Some cracking players on this list, and all reasonably priced, giving you a good starting point for your team next season, especially your bench.

The players likely to be dodgy next season

So, now we know what is average, who are the players who are likely to be dodgy next season? This time we are looking for players who are NOT returning the points and game time for their price.

Player Team Position Expected Price
Anichebe EVE FD £4.5
Begovic STK GK £5.5
Bunn NOR GK £4.5
Chamberlain ARS MD £7
Cleverley MUN MD £5.5
Dejagah FUL MD £5.5
Fabio QPR DF £4
Gouffran NEW FD £6
Guzan AVL GK £5
Holman AVL MD £5.5
Hunt RDG FD £4.5
Lichaj AVL DF £4.5
Lloris TOT GK £6
Lukaku WBA FD £6.5
Mata CHE MD £10
Pogrebnyak RDG FD £4
Rafael MUN DF £6
Rose SUN MD £4.5
Senderos FUL DF £4.5
Sissoko NEW MD £5.5
Szczesny ARS GK £5.5
Tiendalli SWA DF £4.5
Van Persie MUN FD £13.5

VeronAre there any surprises on there for you? RVP and Mata probably jump out at most people, yet ask yourself, “Is RVP really worth £13.5 million when Suarez and Lambert did so well?”, “Is Mata worth £10 when Bale can be bought for a little more?” I think the key take-away for these two players is we should expect their prices to fall early in the season.

Some of the players on this list are only on there because of playing time preventing them getting the expected points for their price. For example, Lorris did not start the season, Lukaku was rotated a lot and might not be next season, Oxlade-Chamberlain was injured for some of the season.

However, players like Anichebe, Bergovic and Rafael might have been in your thoughts for your first 11. You should think twice about these players as, while they have periods of good form, they might not be best for you over the long term.


I have introduced a way of measuring if a player is returning the points you should expect for their price, and I have also set an expectation of game time. This gives us our four rules-of-thumb

  1. Players who do not play regularly are more exposed to price fluctuations than regularly playing players and should be avoided when choosing your team in August so you do not lose money early in the season; but still keep an eye on these players game time and points.
  2. ‘First team’ players with less 12/13 season game-time than previous seasons could be cheap picks in 13/14 if they are in teams where you feel they will play regularly. Nani, Rosicky, Downing and [at a push] Gervinho were our first spots but there could be more.
  3. Over any 4 games, if a player’s points or game time drops below average, then you should consider selling them.
  4. Over any 4 games, if a player’s points or game time is good or great, then you should consider buying them.

I hope this helps with your teams next season.

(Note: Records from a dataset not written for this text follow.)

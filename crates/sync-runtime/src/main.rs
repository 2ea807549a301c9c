//! `image-sync` entry point.

use anyhow::{Context, Result};
use clap::Parser;
use tracing::info;

use sync_runtime::{load_config, Args, SyncRuntime};
use sync_telemetry::{init_telemetry, TelemetryConfig};

#[tokio::main]
async fn main() -> Result<()> {
    let args = Args::parse();

    let mut telemetry = TelemetryConfig::from_env();
    if args.json_logs {
        telemetry.json_logs = true;
    }
    init_telemetry(&telemetry).context("Failed to initialize telemetry")?;

    let config = load_config(&args).context("Invalid configuration")?;

    let mut runtime = SyncRuntime::new(config);
    runtime.start().await.context("Startup failed")?;

    info!("Watching for images. Press Ctrl+C to stop.");
    tokio::signal::ctrl_c().await?;

    runtime.shutdown().await;

    Ok(())
}
//! Correlation ID for matching replies to calls.
//!
//! On the wire the id is the `messageId` of an envelope and comes back as the
//! `sourceMessageId` of its reply. Anything that does not parse as one of
//! ours is not a reply to us.

use serde::{Deserialize, Serialize};
use std::fmt;
use uuid::Uuid;

/// Correlation ID for one outbound call.
///
/// UUID v7 is time-ordered, so ids sort by issue time in logs.
#[derive(Debug, Clone, Copy, PartialEq, Eq, Hash, Serialize, Deserialize)]
#[serde(transparent)]
pub struct CorrelationId(Uuid);

impl CorrelationId {
    pub fn new() -> Self {
        Self(Uuid::now_v7())
    }

    /// Parse the textual form echoed back by the host.
    pub fn parse(s: &str) -> Result<Self, uuid::Error> {
        Uuid::parse_str(s).map(Self)
    }

    pub fn as_uuid(&self) -> &Uuid {
        &self.0
    }

    /// Issue time in Unix milliseconds, for ids that carry one.
    pub fn timestamp_ms(&self) -> Option<u64> {
        let (secs, nanos) = self.0.get_timestamp()?.to_unix();
        Some(secs * 1_000 + u64::from(nanos) / 1_000_000)
    }
}

impl Default for CorrelationId {
    fn default() -> Self {
        Self::new()
    }
}

impl fmt::Display for CorrelationId {
    fn fmt(&self, f: &mut fmt::Formatter<'_>) -> fmt::Result {
        write!(f, "{}", self.0)
    }
}

impl From<Uuid> for CorrelationId {
    fn from(uuid: Uuid) -> Self {
        Self(uuid)
    }
}
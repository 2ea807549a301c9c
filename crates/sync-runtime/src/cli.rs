//! Command line arguments.

use clap::Parser;
use std::path::PathBuf;

/// image-sync: mirror a folder of images into a remote scene
#[derive(Parser, Debug, Clone, Default, PartialEq, Eq)]
#[command(name = "image-sync")]
#[command(about = "Keeps textured image objects in a remote scene in step with a folder")]
pub struct Args {
    /// Host WebSocket endpoint [default: ws://localhost:8765]
    pub endpoint: Option<String>,

    /// Folder to watch, created if missing [default: ./images]
    pub watch_dir: Option<PathBuf>,

    /// How long each call waits for its reply, in milliseconds
    #[arg(long)]
    pub timeout_ms: Option<u64>,

    /// How far below the root node name lookups search
    #[arg(long)]
    pub lookup_depth: Option<u32>,

    /// Emit JSON log lines
    #[arg(long)]
    pub json_logs: bool,
}
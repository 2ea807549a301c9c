//! Link client adapter.
//!
//! Implements [`SceneHost`] over [`LinkClient`]: turns `success: false`
//! replies into [`SceneError::Rejected`] and decodes `data` payloads into the
//! snapshot types.

use crate::domain::{SceneError, SceneResult};
use crate::ports::SceneHost;
use async_trait::async_trait;
use ls_01_link_client::{LinkClient, NewNode};
use serde::de::DeserializeOwned;
use shared_types::{MemberPatch, OperationTag, RemoteComponent, RemoteNode, Reply};
use std::path::Path;
use std::sync::Arc;
use tracing::debug;

/// [`SceneHost`] backed by a connected [`LinkClient`].
pub struct LinkSceneHost {
    client: Arc<LinkClient>,
}

impl LinkSceneHost {
    pub fn new(client: Arc<LinkClient>) -> Self {
        Self { client }
    }

    pub fn client(&self) -> &Arc<LinkClient> {
        &self.client
    }
}

fn accept(operation: OperationTag, reply: Reply) -> SceneResult<Reply> {
    if reply.success {
        Ok(reply)
    } else {
        debug!(%operation, detail = reply.error_detail(), "Host rejected call");
        Err(SceneError::Rejected {
            operation,
            detail: reply.error_detail().to_string(),
        })
    }
}

fn decode<T: DeserializeOwned>(operation: OperationTag, reply: Reply) -> SceneResult<T> {
    let data = reply.data.ok_or_else(|| SceneError::Decode {
        operation,
        reason: "reply has no data".into(),
    })?;
    serde_json::from_value(data).map_err(|e| SceneError::Decode {
        operation,
        reason: e.to_string(),
    })
}

#[async_trait]
impl SceneHost for LinkSceneHost {
    async fn import_texture(&self, file_path: &Path) -> SceneResult<String> {
        let operation = OperationTag::ImportTexture;
        let reply = accept(operation, self.client.import_texture(file_path).await?)?;
        reply.asset_url.ok_or_else(|| SceneError::Decode {
            operation,
            reason: "reply has no assetURL".into(),
        })
    }

    async fn add_node(&self, node: NewNode) -> SceneResult<()> {
        accept(OperationTag::AddNode, self.client.add_node(node).await?).map(drop)
    }

    async fn get_node(
        &self,
        node_id: &str,
        depth: u32,
        include_components: bool,
    ) -> SceneResult<RemoteNode> {
        let operation = OperationTag::GetNode;
        let reply = self.client.get_node(node_id, depth, include_components).await?;
        decode(operation, accept(operation, reply)?)
    }

    async fn add_component(&self, node_id: &str, component_type: &str) -> SceneResult<()> {
        let reply = self.client.add_component(node_id, component_type).await?;
        accept(OperationTag::AddComponent, reply).map(drop)
    }

    async fn get_component(&self, component_id: &str) -> SceneResult<RemoteComponent> {
        let operation = OperationTag::GetComponent;
        let reply = self.client.get_component(component_id).await?;
        decode(operation, accept(operation, reply)?)
    }

    async fn update_component(&self, component_id: &str, members: MemberPatch) -> SceneResult<()> {
        let reply = self.client.update_component(component_id, members).await?;
        accept(OperationTag::UpdateComponent, reply).map(drop)
    }
}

As with all stats, the information is only a guide to help you when picking your team for the 2013/14 season. Also, the player stats assume a price for next season. If the prices vary then that will change the points we should expect for their price. Finally, it is important to keep up to date with team formations and playing time from the friendlies so you know what to expect at the start of the season- which gives is a nice starting point for our next series of articles.

What do you think?

43 thoughts on “Choosing great Fantasy Football players

  1. If I knew how to do a clapping symbol I would! Great article!

    Really enjoyed the series!

    Mata & RVP, are a surprise, but like you say, if you compare to alternatives, & look at pts per million, they’ll not be the best. However, I will have RVP in my first team that I put out…

    Have you noted a few players you consider exceptional value to perform next season?

    • Thanks Bowie, I’m glad you enjoyed it. Mata was the surprise for me, but I think if he gets less rotation then he’ll do better. RVP has to be considered from the ‘double points’ viewpoint, and I suspect next season teams will be either RVP or Bale.

      Have you noted a few players you consider exceptional value to perform next season?

      No, but I have spotted some high-scoring low-gametime players (for the price), so will be watching these as the friendly reports start up.

      How’s your nuclear wrist?

  2. I have a couple which popped up on your good list, which I’m happy about!

    You reckon confederations cup will have a negative/positive effect on the players that are going?

    I won’t find out until mid July the results, so a little wait. Thanks for asking.

    • It usually does. Missed time, recovery and all that. My perception is good form in these cups does not seem to translate in good PL form, but bad form does. However, its only an observation rather than something I’ve researched.

      • I agree, I think you can normally write off the first 3-4 GWs at least of anyone who plays in this. The tournament guys normally end up being slow starters. Again not researched, only observation.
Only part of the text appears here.